==== EXCERPTED DATA ====

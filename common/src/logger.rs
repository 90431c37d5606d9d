use std::fmt;
use std::str::FromStr;
use std::sync::OnceLock;
use chrono::Local;

static LOGGER: OnceLock<Logger> = OnceLock::new();

#[derive(Debug, Clone, Copy, PartialEq, Eq, PartialOrd, Ord)]
pub enum LogLevel {
    Debug,
    Info,
    Warn,
    Error,
}

impl fmt::Display for LogLevel {
    fn fmt(&self, f: &mut fmt::Formatter<'_>) -> fmt::Result {
        let name = match self {
            LogLevel::Debug => "DEBUG",
            LogLevel::Info => "INFO",
            LogLevel::Warn => "WARN",
            LogLevel::Error => "ERROR",
        };
        f.write_str(name)
    }
}

impl FromStr for LogLevel {
    type Err = String;

    fn from_str(s: &str) -> Result<Self, Self::Err> {
        match s.to_ascii_lowercase().as_str() {
            "debug" => Ok(LogLevel::Debug),
            "info" => Ok(LogLevel::Info),
            "warn" | "warning" => Ok(LogLevel::Warn),
            "error" => Ok(LogLevel::Error),
            other => Err(format!("Unknown log level: {}", other)),
        }
    }
}

pub struct Logger {
    prefix: Option<String>,
    min_level: LogLevel,
}

impl Logger {
    fn new(prefix: Option<String>, min_level: LogLevel) -> Self {
        Self { prefix, min_level }
    }

    pub fn enabled(&self, level: LogLevel) -> bool {
        level >= self.min_level
    }

    pub fn log(&self, level: LogLevel, message: &str) {
        if !self.enabled(level) {
            return;
        }
        let timestamp = Local::now().format("%Y-%m-%d %H:%M:%S");
        let line = match self.prefix {
            Some(ref prefix) => format!("[{}][{}][{}] {}", timestamp, level, prefix, message),
            None => format!("[{}][{}] {}", timestamp, level, message),
        };
        if level >= LogLevel::Warn {
            eprintln!("{}", line);
        } else {
            println!("{}", line);
        }
    }
}

pub fn init_logger(prefix: Option<String>, min_level: LogLevel) {
    LOGGER.get_or_init(|| Logger::new(prefix, min_level));
}

pub fn log_at(level: LogLevel, message: &str) {
    match LOGGER.get() {
        Some(logger) => logger.log(level, message),
        // Tests and library callers may never initialise the logger.
        None if cfg!(test) => {}
        None => eprintln!("[{}] {} (logger not initialized)", level, message),
    }
}

#[macro_export]
macro_rules! log {
    ($($arg:tt)*) => {
        $crate::logger::log_at($crate::logger::LogLevel::Info, &format!($($arg)*))
    };
}

#[macro_export]
macro_rules! log_debug {
    ($($arg:tt)*) => {
        $crate::logger::log_at($crate::logger::LogLevel::Debug, &format!($($arg)*))
    };
}

#[macro_export]
macro_rules! log_warn {
    ($($arg:tt)*) => {
        $crate::logger::log_at($crate::logger::LogLevel::Warn, &format!($($arg)*))
    };
}

#[macro_export]
macro_rules! log_error {
    ($($arg:tt)*) => {
        $crate::logger::log_at($crate::logger::LogLevel::Error, &format!($($arg)*))
    };
}

#[cfg(test)]
mod tests {
    use super::*;

    #[test]
    fn test_log_level_parsing() {
        assert_eq!("debug".parse::<LogLevel>(), Ok(LogLevel::Debug));
        assert_eq!("WARNING".parse::<LogLevel>(), Ok(LogLevel::Warn));
        assert!("verbose".parse::<LogLevel>().is_err());
    }

    #[test]
    fn test_level_filter() {
        let logger = Logger::new(None, LogLevel::Warn);
        assert!(!logger.enabled(LogLevel::Info));
        assert!(logger.enabled(LogLevel::Warn));
        assert!(logger.enabled(LogLevel::Error));
    }
}
use crate::games::MoveRng;
use crate::{log, log_debug};
use super::board::Board;
use super::difficulty::calculate_move;
use super::types::{Difficulty, GameStatus, Outcome, Player, Scores, WinningLine};
use super::win_detector::evaluate;

/// Authoritative state of one human-versus-AI session.
///
/// Every rejected action is a no-op that reports `false`; nothing here panics on
/// routine UI input such as clicking an occupied cell.
#[derive(Debug, Clone, PartialEq, Eq)]
pub struct TicTacToeGameState {
    board: Board,
    current_player: Player,
    status: GameStatus,
    winning_line: Option<WinningLine>,
    ai_thinking: bool,
    difficulty: Difficulty,
    scores: Scores,
}

impl Default for TicTacToeGameState {
    fn default() -> Self {
        Self::new(Difficulty::default(), Scores::default())
    }
}

impl TicTacToeGameState {
    pub fn new(difficulty: Difficulty, scores: Scores) -> Self {
        Self {
            board: Board::new(),
            current_player: Player::Human,
            status: GameStatus::InProgress,
            winning_line: None,
            ai_thinking: false,
            difficulty,
            scores,
        }
    }

    pub fn board(&self) -> &Board {
        &self.board
    }

    pub fn current_player(&self) -> Player {
        self.current_player
    }

    pub fn status(&self) -> GameStatus {
        self.status
    }

    pub fn winning_line(&self) -> Option<WinningLine> {
        self.winning_line
    }

    pub fn is_ai_thinking(&self) -> bool {
        self.ai_thinking
    }

    pub fn difficulty(&self) -> Difficulty {
        self.difficulty
    }

    pub fn scores(&self) -> Scores {
        self.scores
    }

    pub fn is_game_over(&self) -> bool {
        self.status != GameStatus::InProgress
    }

    pub fn can_human_move(&self) -> bool {
        self.status == GameStatus::InProgress
            && self.current_player == Player::Human
            && !self.ai_thinking
    }

    /// Places the human's mark. On success the AI flag is raised unless the move ended the game.
    pub fn submit_human_move(&mut self, index: usize) -> bool {
        if !self.can_human_move() || !self.board.is_cell_empty(index) {
            return false;
        }
        log_debug!("Human plays {}", index);
        self.place(Player::Human, index)
    }

    /// Applies an AI move chosen elsewhere. Only valid while the AI flag is raised.
    pub fn apply_ai_move(&mut self, index: usize) -> bool {
        if !self.ai_thinking
            || self.status != GameStatus::InProgress
            || self.current_player != Player::Ai
            || !self.board.is_cell_empty(index)
        {
            return false;
        }
        log_debug!("AI ({}) plays {}", self.difficulty.label(), index);
        self.place(Player::Ai, index)
    }

    /// Chooses the AI move with the current difficulty and applies it, without any delay.
    pub fn compute_ai_move(&mut self, rng: &mut impl MoveRng) -> Option<usize> {
        if !self.ai_thinking {
            return None;
        }
        let index = calculate_move(self.difficulty, &self.board, Player::Ai.mark(), rng)?;
        self.apply_ai_move(index).then_some(index)
    }

    pub fn reset_board(&mut self) {
        *self = Self::new(self.difficulty, self.scores);
    }

    pub fn reset_scores(&mut self) {
        self.scores = Scores::default();
    }

    /// Rejected while an AI move is in flight; the pending move keeps the tier it started with.
    pub fn set_difficulty(&mut self, difficulty: Difficulty) -> bool {
        if self.ai_thinking {
            return false;
        }
        self.difficulty = difficulty;
        true
    }

    fn place(&mut self, player: Player, index: usize) -> bool {
        let Ok(board) = self.board.apply_move(index, player.mark()) else {
            return false;
        };

        let outcome = evaluate(&board);
        let (status, winning_line) = match outcome {
            Outcome::InProgress => (GameStatus::InProgress, None),
            Outcome::Draw => (GameStatus::Draw, None),
            Outcome::Won { mark, line } => match Player::from_mark(mark) {
                Some(winner) => (GameStatus::Won(winner), Some(line)),
                None => return false,
            },
        };

        self.board = board;
        self.status = status;
        self.winning_line = winning_line;

        if status == GameStatus::InProgress {
            self.current_player = player.other();
            self.ai_thinking = self.current_player == Player::Ai;
            debug_assert_eq!(self.current_player, self.board.turn_by_parity());
        } else {
            self.ai_thinking = false;
            self.scores.record(status);
            log!(
                "Game over: {:?} (you {} / draws {} / AI {})",
                status,
                self.scores.player,
                self.scores.draws,
                self.scores.ai
            );
        }
        true
    }
}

====

# WORK REQUIRED
Each line from the top of the records down to the one with "type Err = String;" must be retyped exactly; include both ends and nothing else.

# FINISHED TASK
filename common/src/logger.rs
repository 90431c37d5606d9d
use std::fmt;
use std::str::FromStr;
use std::sync::OnceLock;
use chrono::Local;

static LOGGER: OnceLock<Logger> = OnceLock::new();

#[derive(Debug, Clone, Copy, PartialEq, Eq, PartialOrd, Ord)]
pub enum LogLevel {
    Debug,
    Info,
    Warn,
    Error,
}

impl fmt::Display for LogLevel {
    fn fmt(&self, f: &mut fmt::Formatter<'_>) -> fmt::Result {
        let name = match self {
            LogLevel::Debug => "DEBUG",
            LogLevel::Info => "INFO",
            LogLevel::Warn => "WARN",
            LogLevel::Error => "ERROR",
        };
        f.write_str(name)
    }
}

impl FromStr for LogLevel {
    type Err = String;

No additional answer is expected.